Изменить стиль страницы

— Пошли, пассажир! Да нос вытри почище. Сопливых на «Донецком пролетарии» не любят.

Я рысью бегу за веселым человеком. Оглянувшись, вижу на пороге приземистого домика Машу. Она срывает с ковыльных волос косынку и машет ею. Я хорошо знаю, что в ее руках — поношенный выцветший кумач, только и всего, но мне он посреди снегов кажется куском солнца.

Оглядывается и Петро Чернопупенко. Увидев Машу, ее сигнальный платок, останавливается. Стоит, смотрит, кусает губы, смеется глазами, говорит:

— Чернопупенко, не проходи мимо своего счастья! Хватай, держи, не выпускай до самой смерти! — Тяжко вздыхает, нахлобучивает на глаза шапку. — Эх, мать честная... война!

Шагаем широко, без оглядки. Розовые тени лежат поверх белой дорожки. Сахаристый снежок хрустит, поет под ногами. Идет чубатый кузнец, бахвалится.

— Мы не останемся без любви. Вот добьем буржуев, утвердим нашу власть, так все красавицы в один голос запоют: «Дорогой товарищ Чернопупенко, миленький Петя, славный боец рабоче-крестьянской Красной Армии, спаситель заклейменного проклятием народа, возьми ты нас в жены, за труды свои праведные!» Так или не так, Санька?
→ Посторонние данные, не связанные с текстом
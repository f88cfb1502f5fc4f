//! Prompt construction
//!
//! Turns a quiz request into the instruction text sent upstream

use crate::models::QuizRequest;
use std::fmt::Write;

/// Number of answer options requested per question
pub const OPTIONS_PER_QUESTION: usize = 4;

/// Build the user prompt for a validated request
///
/// The layout requested here is the one `parser::parse_quiz` understands.
pub fn build_prompt(request: &QuizRequest) -> String {
    let count = request.question_count;
    let noun = if count == 1 { "question" } else { "questions" };

    let mut prompt = format!(
        "Create {} multiple-choice quiz {} about \"{}\" at {} difficulty.\n",
        count,
        noun,
        request.topic.trim(),
        request.difficulty
    );

    if let Some(context) = request.context.as_deref().map(str::trim).filter(|c| !c.is_empty()) {
        let _ = writeln!(prompt, "\nBackground information: {}", context);
    }

    let _ = write!(
        prompt,
        "\nEach question must have exactly {} options and exactly one correct answer.\n\
         Reply using exactly this format for every question and nothing else:\n\n\
         Question 1: <question text>\n\
         A. <option>\n\
         B. <option>\n\
         C. <option>\n\
         D. <option>\n\
         Answer: <letter of the correct option>\n\
         Explanation: <one sentence explaining the answer>",
        OPTIONS_PER_QUESTION
    );

    prompt
}
//! Quiz Gateway Server
//!
//! HTTP service generating quizzes through an OpenAI-compatible API with a
//! deterministic fallback

use anyhow::{Context, Result};
use quiz_gateway::{create_router, version_info, Settings};
use tokio::signal;
use tracing::info;

#[tokio::main]
async fn main() -> Result<()> {
    // Load .env before the logger reads RUST_LOG / LOG_FORMAT
    dotenv::dotenv().ok();

    // Initialize logging
    init_logging()?;
    info!("{}", version_info());

    let settings = Settings::new().context("Failed to load server settings")?;
    info!("Server settings loaded");

    // Create router
    let app = create_router(settings.clone()).await?;

    let addr = format!("{}:{}", settings.server.host, settings.server.port);

    // Start server
    let listener = tokio::net::TcpListener::bind(&addr)
        .await
        .with_context(|| format!("Failed to bind {}", addr))?;

    info!("🚀 Quiz gateway started!");
    info!("📝 Health check: http://{}/health", addr);
    info!("🧩 Quiz endpoint: http://{}/api/v1/quizzes/generate-ai", addr);

    axum::serve(listener, app)
        .with_graceful_shutdown(shutdown_signal())
        .await
        .map_err(|e| anyhow::anyhow!("Failed to start server: {}", e))?;

    info!("Server shutdown complete");
    Ok(())
}

/// Initialize logging system
fn init_logging() -> Result<()> {
    // Get log level from environment variable, default to info
    let log_level = std::env::var("RUST_LOG").unwrap_or_else(|_| "info".to_string());

    // Check if JSON format should be used
    let log_format = std::env::var("LOG_FORMAT").unwrap_or_else(|_| "text".to_string());

    let subscriber: Box<dyn tracing::Subscriber + Send + Sync> = if log_format == "json" {
        // JSON format logs (production environment)
        Box::new(
            tracing_subscriber::fmt()
                .with_env_filter(log_level)
                .json()
                .with_current_span(false)
                .with_span_list(false)
                .finish(),
        )
    } else {
        // Human readable format (development environment)
        Box::new(
            tracing_subscriber::fmt()
                .with_env_filter(log_level)
                .with_target(false)
                .with_thread_ids(false)
                .with_file(false)
                .with_line_number(false)
                .finish(),
        )
    };

    tracing::subscriber::set_global_default(subscriber).context("Failed to set tracing subscriber")?;

    info!("Logging system initialized");
    Ok(())
}

async fn shutdown_signal() {
    let ctrl_c = async {
        if let Err(e) = signal::ctrl_c().await {
            tracing::error!("Failed to install Ctrl+C handler: {}", e);
            std::future::pending::<()>().await;
        }
    };

    #[cfg(unix)]
    let terminate = async {
        match signal::unix::signal(signal::unix::SignalKind::terminate()) {
            Ok(mut stream) => {
                stream.recv().await;
            }
            Err(e) => {
                tracing::error!("Failed to install SIGTERM handler: {}", e);
                std::future::pending::<()>().await;
            }
        }
    };

    #[cfg(not(unix))]
    let terminate = std::future::pending::<()>();

    tokio::select! {
        _ = ctrl_c => {},
        _ = terminate => {},
    }

    info!("Shutdown signal received");
}
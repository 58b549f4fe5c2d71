use chrono::{DateTime, Utc};
use serde::{Deserialize, Serialize};
use sqlx::FromRow;
use uuid::Uuid;

#[derive(Debug, Clone, Serialize, Deserialize, FromRow)]
pub struct Participant {
    pub id: Uuid,
    pub instagram_handle: String,
    pub instagram_slug: String,
    pub display_name: String,
    pub last_submission_at: DateTime<Utc>,
    pub created_at: DateTime<Utc>,
    pub updated_at: DateTime<Utc>,
}

/// Leaderboard row: a participant with the number of handles they submitted.
#[derive(Debug, Clone, Serialize, Deserialize, FromRow)]
pub struct ParticipantStanding {
    pub id: Uuid,
    pub display_name: String,
    pub handles_count: i64,
    pub last_submission_at: DateTime<Utc>,
}
use std::path::Path;

pub const AUDIO_EXTENSIONS: &[&str] = &["mp3", "flac", "m4a", "wav", "ogg", "aac"];
pub const COVER_EXTENSIONS: &[&str] = &["jpg", "jpeg", "png", "webp"];

fn extension(path: &Path) -> Option<String> {
    path.extension()
        .and_then(|e| e.to_str())
        .map(|e| e.to_ascii_lowercase())
}

pub fn is_audio(path: &Path) -> bool {
    extension(path).is_some_and(|ext| AUDIO_EXTENSIONS.contains(&ext.as_str()))
}

pub fn is_cover(path: &Path) -> bool {
    extension(path).is_some_and(|ext| COVER_EXTENSIONS.contains(&ext.as_str()))
}

pub fn audio_mime(path: &Path) -> &'static str {
    match extension(path).as_deref() {
        Some("mp3") => "audio/mpeg",
        Some("flac") => "audio/flac",
        Some("m4a") => "audio/mp4",
        Some("wav") => "audio/wav",
        Some("ogg") => "audio/ogg",
        Some("aac") => "audio/aac",
        _ => "application/octet-stream",
    }
}

pub fn image_mime(path: &Path) -> &'static str {
    match extension(path).as_deref() {
        Some("png") => "image/png",
        Some("webp") => "image/webp",
        _ => "image/jpeg",
    }
}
Мне хочется сказать дяде Пете что-нибудь такое же хорошее, красивое, но не подберу слов. Много их теснится в моей душе, но ни одно не доходит до губ.

Я молча киваю головой.

Перед узенькой железной лестницей, ведущей наверх, в бронированный пульман, Чернопупенко останавливается, кладет мне на плечо свою тяжелую руку.

— Подожди меня тут... Доложиться надо командиру.

Он поднимается с дымящимся ведром наверх, а я остаюсь внизу. Жду.

Переступаю с ноги на ногу. Отогреваю дыханием окоченевшие пальцы. Зубы стучат. Как сразу похолодало!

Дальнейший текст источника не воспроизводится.